Lee Anne Walters with her son Garrett outside of her home in Flint, Michigan.

Credit:
Sarah Hulett/Michigan Radio

So he started digging for more information, asking the DEQ again what kind of corrosion control treatment Flint was using. DEQ finally acknowledged that there was no treatment in place.

He stopped short of saying the DEQ lied to him about corrosion control.

“I don’t know what anyone’s intention is so I can’t assign intent. But clearly they did not have treatment in place,” he says.

“I was pretty stunned,” he adds.

Del Toral visited Walters' home in April, to help set up a more thorough test of the water.

“I’d received a call that the lead was coming from her plumbing in the house and that she needed to hire a plumber to take care of that,” he says. Older homes can have lead plumbing. But Walters explained to him that she had to replace all the plumbing in the home before her family moved in.

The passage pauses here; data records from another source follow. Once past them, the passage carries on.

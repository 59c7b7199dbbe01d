use actix_web::{HttpResponse, Responder, error::ErrorInternalServerError, web};
use serde::Deserialize;
use serde_json::json;
use utoipa::IntoParams;

use crate::model::employee::{Employee, EmployeePatch};
use crate::service::EmployeeService;
use crate::store::WhereClause;

#[derive(Debug, Deserialize, IntoParams)]
pub struct EmployeeQuery {
    /// Filter by status ("active" / "inactive").
    pub status: Option<String>,
    /// Filter by department label.
    pub department: Option<String>,
}

impl EmployeeQuery {
    fn filters(&self) -> Vec<WhereClause> {
        let mut filters = Vec::new();
        if let Some(status) = &self.status {
            filters.push(WhereClause::eq("status", status.clone()));
        }
        if let Some(department) = &self.department {
            filters.push(WhereClause::eq("department", department.clone()));
        }
        filters
    }
}

/// List employees
#[utoipa::path(
    get,
    path = "/api/v1/employees",
    params(EmployeeQuery),
    responses(
        (status = 200, description = "Employee list (empty on store failure)", body = [Employee])
    ),
    tag = "Employee"
)]
pub async fn list_employees(
    service: web::Data<EmployeeService>,
    query: web::Query<EmployeeQuery>,
) -> impl Responder {
    HttpResponse::Ok().json(service.fetch_all(query.filters()).await)
}

/// Get employee by id
#[utoipa::path(
    get,
    path = "/api/v1/employees/{id}",
    params(("id", Path, description = "Employee id")),
    responses(
        (status = 200, description = "Employee found", body = Employee),
        (status = 404, description = "Employee not found")
    ),
    tag = "Employee"
)]
pub async fn get_employee(
    service: web::Data<EmployeeService>,
    path: web::Path<i64>,
) -> impl Responder {
    match service.get_by_id(path.into_inner()).await {
        Some(employee) => HttpResponse::Ok().json(employee),
        None => HttpResponse::NotFound().json(json!({
            "message": "Employee not found"
        })),
    }
}

/// Create employee
#[utoipa::path(
    post,
    path = "/api/v1/employees",
    request_body = EmployeePatch,
    responses(
        (status = 201, description = "Employee created", body = Employee),
        (status = 422, description = "Record rejected by the store"),
        (status = 500, description = "Internal server error")
    ),
    tag = "Employee"
)]
pub async fn create_employee(
    service: web::Data<EmployeeService>,
    payload: web::Json<EmployeePatch>,
) -> actix_web::Result<impl Responder> {
    match service.create(payload.into_inner()).await {
        Ok(Some(employee)) => Ok(HttpResponse::Created().json(employee)),
        Ok(None) => Ok(HttpResponse::UnprocessableEntity().json(json!({
            "message": "Failed to create employee"
        }))),
        Err(_) => Err(ErrorInternalServerError("Internal Server Error")),
    }
}

/// Update employee
#[utoipa::path(
    put,
    path = "/api/v1/employees/{id}",
    params(("id", Path, description = "Employee id")),
    request_body = EmployeePatch,
    responses(
        (status = 200, description = "Employee updated", body = Employee),
        (status = 422, description = "Record rejected by the store"),
        (status = 500, description = "Internal server error")
    ),
    tag = "Employee"
)]
pub async fn update_employee(
    service: web::Data<EmployeeService>,
    path: web::Path<i64>,
    payload: web::Json<EmployeePatch>,
) -> actix_web::Result<impl Responder> {
    match service.update(path.into_inner(), payload.into_inner()).await {
        Ok(Some(employee)) => Ok(HttpResponse::Ok().json(employee)),
        Ok(None) => Ok(HttpResponse::UnprocessableEntity().json(json!({
            "message": "Failed to update employee"
        }))),
        Err(_) => Err(ErrorInternalServerError("Internal Server Error")),
    }
}

/// Delete employee
#[utoipa::path(
    delete,
    path = "/api/v1/employees/{id}",
    params(("id", Path, description = "Employee id")),
    responses(
        (status = 200, description = "Successfully deleted"),
        (status = 404, description = "Employee not found"),
        (status = 500, description = "Internal server error")
    ),
    tag = "Employee"
)]
pub async fn delete_employee(
    service: web::Data<EmployeeService>,
    path: web::Path<i64>,
) -> actix_web::Result<impl Responder> {
    match service.delete(path.into_inner()).await {
        Ok(true) => Ok(HttpResponse::Ok().json(json!({
            "message": "Successfully deleted"
        }))),
        Ok(false) => Ok(HttpResponse::NotFound().json(json!({
            "message": "Employee not found"
        }))),
        Err(_) => Err(ErrorInternalServerError("Internal Server Error")),
    }
}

“When I got there I took a look at that and, in fact, it was all plastic. The valves, the pipes, the fittings, the couplings, couple of minor brass connectors, but nothing that would produce the level of lead that we found,” he says.

The levels of lead that Del Toral and Virginia Tech’s Marc Edwards found in Walters home were incredibly high. One test registered more than 13,000 parts per billion; almost three times as much as what the EPA classifies as hazardous waste.

Lead levels at the Walters’ home were the highest Del Toral had ever seen.

“The numbers were pretty staggering. I mean, that just, those numbers just blew my mind. I couldn’t believe them,” he says.

It turns out Walters' water service line was unusually long. Instead of connecting to the water main in front of her home, it stretched down to another street.

But Del Toral noted something I had not known before: That those tests were done about three weeks after the city had shut Walters water off. The city had used garden hoses to connect her home with safer water through her neighbors' home. So Del Toral says the water that had thousands of parts per billions of lead had likely been pooling in that old pipe for a few weeks.

Before Del Toral drafted the interim report that first alerted the media to the EPA’s concerns, he and others within the federal agency, met via conference calls with state environmental regulators. The EPA insisted corrosion control treatment was required. But state officials disagreed, saying they needed time to assess Flint’s new water source first.

“There were no surprises in that memo,” Del Toral says. “Obviously, we had talked about all the issues with [the Michigan Department of Environmental Quality]."

It appears no one told DEQ’s then-spokesman Brad Wurfel. In emails, Wurfel asked staff to tell him about the report.

The next day, Wurfel started our recorded interview this way: “Let me start here – anyone who is concerned about lead in the drinking water in Flint can relax,” Wurfel says back in July.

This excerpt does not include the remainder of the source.